Waldrop interviewed dozens of contemporaries and examined reams of notes and primary sources to compose this massive biography of influence that stretches from MIT to the Pentagon to Xerox PARC and far beyond. If it sometimes seems that Licklider was a little too well-beloved, especially in comparison to some of the more colourful figures in computing's recent history, it is worth remembering that his patience and humility were the very qualities that helped deliver the home computing revolution we take for granted today.
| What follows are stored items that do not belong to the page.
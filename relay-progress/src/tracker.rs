//! Live action bookkeeping for one run (spec.md §4.5), grounded on
//! `original_source/src/takopi/progress.py`'s `ProgressTracker`.

use std::collections::HashMap;

use relay_core::{Action, ActionKind, Event, Phase, ResumeToken};

/// A single action's latest known state, plus enough bookkeeping to sort
/// and re-render the visible list deterministically.
#[derive(Debug, Clone)]
pub struct ActionState {
    pub action: Action,
    pub phase: Phase,
    pub ok: Option<bool>,
    /// `phase`, except a `started` event for an action already open is
    /// folded into `Updated` so the renderer doesn't flicker back to
    /// "running" for something it already showed as in-progress.
    pub display_phase: Phase,
    pub completed: bool,
    pub first_seen_seq: u64,
    pub last_update_seq: u64,
}

/// Everything the renderer needs for one frame (spec.md §4.5's `snapshot`).
#[derive(Debug, Clone)]
pub struct ProgressSnapshot {
    pub engine: String,
    pub action_count: u64,
    pub actions: Vec<ActionState>,
    pub resume: Option<ResumeToken>,
    pub resume_line: Option<String>,
    pub context_line: Option<String>,
}

/// Owns the ordered action list for one run. `note_event` is the only
/// mutator; it reports whether the visible state actually changed so
/// callers (the coalescer) can skip redundant re-renders.
pub struct ProgressTracker {
    engine: String,
    resume: Option<ResumeToken>,
    action_count: u64,
    actions: HashMap<String, ActionState>,
    seq: u64,
}

impl ProgressTracker {
    pub fn new(engine: impl Into<String>) -> Self {
        Self {
            engine: engine.into(),
            resume: None,
            action_count: 0,
            actions: HashMap::new(),
            seq: 0,
        }
    }

    pub fn resume(&self) -> Option<&ResumeToken> {
        self.resume.as_ref()
    }

    pub fn set_resume(&mut self, resume: Option<ResumeToken>) {
        if let Some(resume) = resume {
            self.resume = Some(resume);
        }
    }

    /// Folds one translated event into the tracker's state. Returns `true`
    /// iff the event changed anything an observer would render (spec.md
    /// §4.5): a new action, an updated title/phase, or a completion.
    pub fn note_event(&mut self, event: &Event) -> bool {
        match event {
            Event::Started { resume, .. } => {
                self.resume = Some(resume.clone());
                true
            }
            Event::Action { action, phase, ok, .. } => self.note_action(action, *phase, *ok),
            Event::Completed { .. } => false,
        }
    }

    fn note_action(&mut self, action: &Action, phase: Phase, ok: Option<bool>) -> bool {
        if action.kind == ActionKind::Turn {
            return false;
        }
        if action.id.is_empty() {
            return false;
        }

        let completed = phase == Phase::Completed;
        let existing = self.actions.get(&action.id);
        let has_open = existing.map(|e| !e.completed).unwrap_or(false);
        let is_update = phase == Phase::Updated || (phase == Phase::Started && has_open);
        let display_phase = if is_update && !completed { Phase::Updated } else { phase };

        self.seq += 1;
        let seq = self.seq;

        let first_seen_seq = match existing {
            Some(existing) => existing.first_seen_seq,
            None => {
                self.action_count += 1;
                seq
            }
        };

        self.actions.insert(
            action.id.clone(),
            ActionState {
                action: action.clone(),
                phase,
                ok,
                display_phase,
                completed,
                first_seen_seq,
                last_update_seq: seq,
            },
        );
        true
    }

    pub fn snapshot(&self, context_line: Option<String>, resume_line: Option<String>) -> ProgressSnapshot {
        let mut actions: Vec<ActionState> = self.actions.values().cloned().collect();
        actions.sort_by_key(|a| a.first_seen_seq);
        ProgressSnapshot {
            engine: self.engine.clone(),
            action_count: self.action_count,
            actions,
            resume: self.resume.clone(),
            resume_line,
            context_line,
        }
    }
}

#[cfg(test)]
mod tests {
    use super::*;
    use relay_core::EngineId;

    fn action_event(id: &str, phase: Phase, ok: Option<bool>) -> Event {
        Event::Action {
            engine: EngineId::new("codex"),
            action: Action::new(id, ActionKind::Command, format!("cmd {id}")),
            phase,
            ok,
            message: None,
            level: None,
        }
    }

    #[test]
    fn started_then_completed_tracks_one_action() {
        let mut tracker = ProgressTracker::new("codex");
        assert!(tracker.note_event(&action_event("a1", Phase::Started, None)));
        assert!(tracker.note_event(&action_event("a1", Phase::Completed, Some(true))));
        let snapshot = tracker.snapshot(None, None);
        assert_eq!(snapshot.action_count, 1);
        assert_eq!(snapshot.actions.len(), 1);
        assert!(snapshot.actions[0].completed);
    }

    #[test]
    fn turn_actions_never_appear() {
        let mut tracker = ProgressTracker::new("codex");
        let evt = Event::Action {
            engine: EngineId::new("codex"),
            action: Action::new("turn_0", ActionKind::Turn, "turn started"),
            phase: Phase::Started,
            ok: None,
            message: None,
            level: None,
        };
        assert!(!tracker.note_event(&evt));
        assert_eq!(tracker.snapshot(None, None).action_count, 0);
    }

    #[test]
    fn reopened_start_folds_into_update() {
        let mut tracker = ProgressTracker::new("codex");
        tracker.note_event(&action_event("a1", Phase::Started, None));
        tracker.note_event(&action_event("a1", Phase::Started, None));
        let snapshot = tracker.snapshot(None, None);
        assert_eq!(snapshot.action_count, 1);
        assert_eq!(snapshot.actions[0].display_phase, Phase::Updated);
    }

    #[test]
    fn actions_are_sorted_by_first_seen() {
        let mut tracker = ProgressTracker::new("codex");
        tracker.note_event(&action_event("second", Phase::Started, None));
        tracker.note_event(&action_event("first", Phase::Started, None));
        tracker.note_event(&action_event("second", Phase::Updated, None));
        let snapshot = tracker.snapshot(None, None);
        let ids: Vec<&str> = snapshot.actions.iter().map(|a| a.action.id.as_str()).collect();
        assert_eq!(ids, vec!["second", "first"]);
    }
}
If we had to choose just one 20th-century computer pioneer that we couldn't do without, it would have to be the man behind The Dream Machine. --Rob Lightner
From Publishers Weekly
Licklider was a brilliant scientist whose essential contributions to cognitive psychology and cybernetics included critical early developments in the field of man-machine interaction. However, his original work is often overshadowed by his accomplishments as a teacher, administrator and project leader and this ably written and well-researched biography isn't likely to propel him into the limelight. Waldrop (Man-Made Minds) devotes about 20% of the book to Licklider himself; the rest covers his teachers, colleagues and students at MIT and the Pentagon including computing pioneers Douglas Engelbart, Wes Clark and Larry Roberts and Licklider's indirect influence on the development of personal computers and the Internet (via "the world's first large-scale experiment in personal computing" at MIT). To his credit, Waldrop avoids common stereotypes of computer nerds or saints, delivering a vivid account of Licklider and his contemporaries. But he was not able to interview Licklider (who died in 1990), nor does he include material from personal papers or memoirs. Instead, Waldrop bases most of the book on secondary accounts, including biographies and histories of technology. The result is an informative and engaging history of computers from the 1930s to the 1970s, with an emphasis on Licklider and his period of greatest influence, 1957 to 1968. (Aug. 27)Forecast: A six-city author tour will raise some interest, but there isn't much demand for another history of computing and the Internet, especially when Katie Hafner and Matthew Lyon's Where Wizards Stay Up Late and Martin Campbell-Kelly's Computer cover the same material.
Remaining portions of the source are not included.